In a non-limiting example, the power inductor 32 may have an
inductance of 2.2 microHenry (.mu.H).
[0057] The LDO/switch unit 34 is coupled between the first voltage
port P1 and the second voltage port P2. The LDO/switch unit 34
includes two operation modes, a LDO operation mode and a switch
operation mode. In the LDO operation mode, by comparing the first
tracked voltage V.sub.TK1 from the first tracking amplifier 22 with
the first modulated voltage V.sub.CCA at the first voltage port P1
(representing that the first offset capacitor 46 needs to be
charged or discharged), the first control unit 26 is configured to
increase or decrease current through the LDO/switch unit 34 from
the second voltage port P2 to the first voltage port P1. In a
non-limiting example, the LDO/switch unit 34 may be implemented by
a transistor. A drain of the transistor is coupled to the second
voltage port P2 and a source of the transistor is coupled to the
first voltage port P1. By controlling the gate of the transistor
(the LDO/switch unit 34), the first control unit 26 is configured
to increase or decrease the current through the LDO/switch unit 34
from the second voltage port P2 to the first voltage port P1. In
the switch mode, the LDO/switch unit 34 may be not controlled by
the first control unit 26, but programed as a closed switch (a
transistor in a saturation state).
[0058] In one embodiment, there might be an isolation inductor 54
coupled between the second voltage port P2 and the LDO/switch unit
34. The isolation inductor 54 is configured to provide RF isolation
between the first voltage port P1 and the second voltage port P2 by
prevent middle and/or high frequency current transmitting from the
second voltage port P2 to the first voltage port P1. The isolation
inductor 54 may have an inductance between 1 nH and 10 nH. Herein,
a first portion of the output current I.sub.L (through the
LDO/switch unit 34 from the second voltage port P2 to the first
voltage port P1) and the first tracked current I.sub.TK1 are
provided to the first voltage port P1 (the second tracked current
I.sub.TK2 may be prevented by the isolation inductor 54). A second
portion of the output current I.sub.L and the second tracked
current I.sub.TK2 are provided to the second voltage port P2. Note
that the multi-level voltage converter 30 and the power inductor 32
provide low frequency power energy to both the first voltage port
P1 (through the LDO/switch unit 34) and the second voltage port P2.

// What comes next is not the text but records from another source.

//! Auxiliary unknowns for boundary constraints of order two and three.
//!
//! A fourth-order diffusion term is assembled as two chained second-order
//! passes sharing the intermediate field `ψ = ∇·(D_in ∇φ)`. Each face with a
//! second or third derivative constraint gets one ghost value of `ψ`, stored as
//! an extra unknown appended after the `N` cell unknowns. The ghost row ties
//! the ghost to the boundary cell's `ψ`, which is itself written in terms of
//! `φ` through the inner operator.

use super::system::LinearSystem;
use crate::data::bc::BoundaryMap;
use crate::fvm_error::FvmError;
use crate::mesh::MeshAdapter;
use sprs::CsMat;
use std::collections::BTreeMap;

/// One extra unknown: the ghost value of `ψ` behind a constrained face.
#[derive(Clone, Copy, Debug, PartialEq)]
pub struct AuxiliaryUnknown {
    /// Constrained boundary face.
    pub face: usize,
    /// Cell owning `face`.
    pub owner: usize,
    /// Derivative order of the constraint (2 or 3).
    pub order: u32,
    /// Prescribed derivative.
    pub value: f64,
}

/// Extra unknowns indexed `N..N+k`, each mapped back to its face.
#[derive(Clone, Debug, PartialEq)]
pub struct AuxiliaryArena {
    cells: usize,
    unknowns: Vec<AuxiliaryUnknown>,
    by_face: BTreeMap<usize, usize>,
}

impl AuxiliaryArena {
    /// Arena with no auxiliary unknowns over `cells` cell unknowns.
    pub fn empty(cells: usize) -> Self {
        Self {
            cells,
            unknowns: Vec::new(),
            by_face: BTreeMap::new(),
        }
    }

    /// One unknown per face carrying a constraint of order two or three, in
    /// ascending face order.
    pub fn from_boundaries(mesh: &dyn MeshAdapter, boundaries: &BoundaryMap) -> Result<Self, FvmError> {
        let cells = mesh.cell_count();
        let mut unknowns = Vec::new();
        let mut by_face = BTreeMap::new();
        for (face, order, value) in boundaries.higher_order() {
            let owner = mesh.face_owners(face)?.owner;
            by_face.insert(face, cells + unknowns.len());
            unknowns.push(AuxiliaryUnknown {
                face,
                owner,
                order,
                value,
            });
        }
        Ok(Self {
            cells,
            unknowns,
            by_face,
        })
    }

    /// Number of auxiliary unknowns `k`.
    #[inline]
    pub fn len(&self) -> usize {
        self.unknowns.len()
    }

    #[inline]
    pub fn is_empty(&self) -> bool {
        self.unknowns.is_empty()
    }

    /// `(global index, unknown)` pairs.
    pub fn iter(&self) -> impl Iterator<Item = (usize, &AuxiliaryUnknown)> + '_ {
        self.unknowns
            .iter()
            .enumerate()
            .map(move |(i, u)| (self.cells + i, u))
    }

    /// Global index of the unknown attached to `face`.
    pub fn index_of(&self, face: usize) -> Option<usize> {
        self.by_face.get(&face).copied()
    }

    /// Face behind the global unknown `index`.
    pub fn face_of(&self, index: usize) -> Option<usize> {
        index
            .checked_sub(self.cells)
            .and_then(|i| self.unknowns.get(i))
            .map(|u| u.face)
    }

    /// Cell part of an extended solution vector.
    pub fn project<'s>(&self, solution: &'s [f64]) -> &'s [f64] {
        &solution[..self.cells.min(solution.len())]
    }
}

/// Inner operator of a fourth-order term: `ψ_k = (rhs_k − Σ_j operator[k,j] φ_j) / V_k`.
#[derive(Clone, Debug)]
pub struct IntermediateField {
    pub(crate) operator: CsMat<f64>,
    pub(crate) rhs: Vec<f64>,
    pub(crate) volumes: Vec<f64>,
    /// Inner coefficient interpolated to every face.
    pub(crate) inner_coefficient: Vec<f64>,
}

/// Append one row per auxiliary unknown expressing its face constraint.
///
/// Order 2: `(ψ_g + ψ_o) / 2 = D_in g`.
/// Order 3: `(ψ_g − ψ_o) / (2 d_b) = D_in q`.
pub fn assemble_auxiliary_rows(
    system: &mut LinearSystem,
    mesh: &dyn MeshAdapter,
) -> Result<(), FvmError> {
    if system.auxiliary().is_empty() {
        return Ok(());
    }
    let field = system.intermediate().ok_or_else(|| {
        FvmError::InvalidParameter(
            "auxiliary unknowns require a fourth-order diffusion term".into(),
        )
    })?;

    let mut triplets = Vec::new();
    let mut rhs = Vec::with_capacity(system.auxiliary().len());
    for (row, aux) in system.auxiliary().iter() {
        let o = aux.owner;
        let volume = field.volumes[o];
        let d_in = field.inner_coefficient[aux.face];
        let b_o = field.rhs[o];
        // Weight of ψ_g and of −ψ_o in the constraint.
        let (ghost, cell, target) = match aux.order {
            2 => (0.5, -0.5, d_in * aux.value),
            3 => {
                let s = 0.5 / mesh.cell_distance(aux.face)?;
                (s, s, d_in * aux.value)
            }
            order => {
                return Err(FvmError::InvalidParameter(format!(
                    "no auxiliary row for derivative order {order}"
                )));
            }
        };
        // Substitute ψ_o = (b_o − Σ_j M[o,j] φ_j) / V_o.
        triplets.push((row, row, ghost));
        if let Some(inner_row) = field.operator.outer_view(o) {
            for (j, &m) in inner_row.iter() {
                triplets.push((row, j, cell * m / volume));
            }
        }
        rhs.push((row, target + cell * b_o / volume));
    }

    for (r, c, v) in triplets {
        system.add(r, c, v);
    }
    for (r, v) in rhs {
        system.add_rhs(r, v);
    }
    log::debug!("assembled {} auxiliary rows", system.auxiliary().len());
    Ok(())
}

There is no extra multi-level voltage converter (charge pump) or
extra power inductor included in the ET voltage block 12.
Typically, the consumption area of the LDO/switch unit 34 is much
smaller than the combination of the multi-level voltage converter
30 (including the charge pump 50) and the power inductor 32.
Therefore, the overall size of the ET voltage block 12 is smaller
than an ET voltage block with dual multi-level voltage converters
(dual charge pumps) and dual power inductors.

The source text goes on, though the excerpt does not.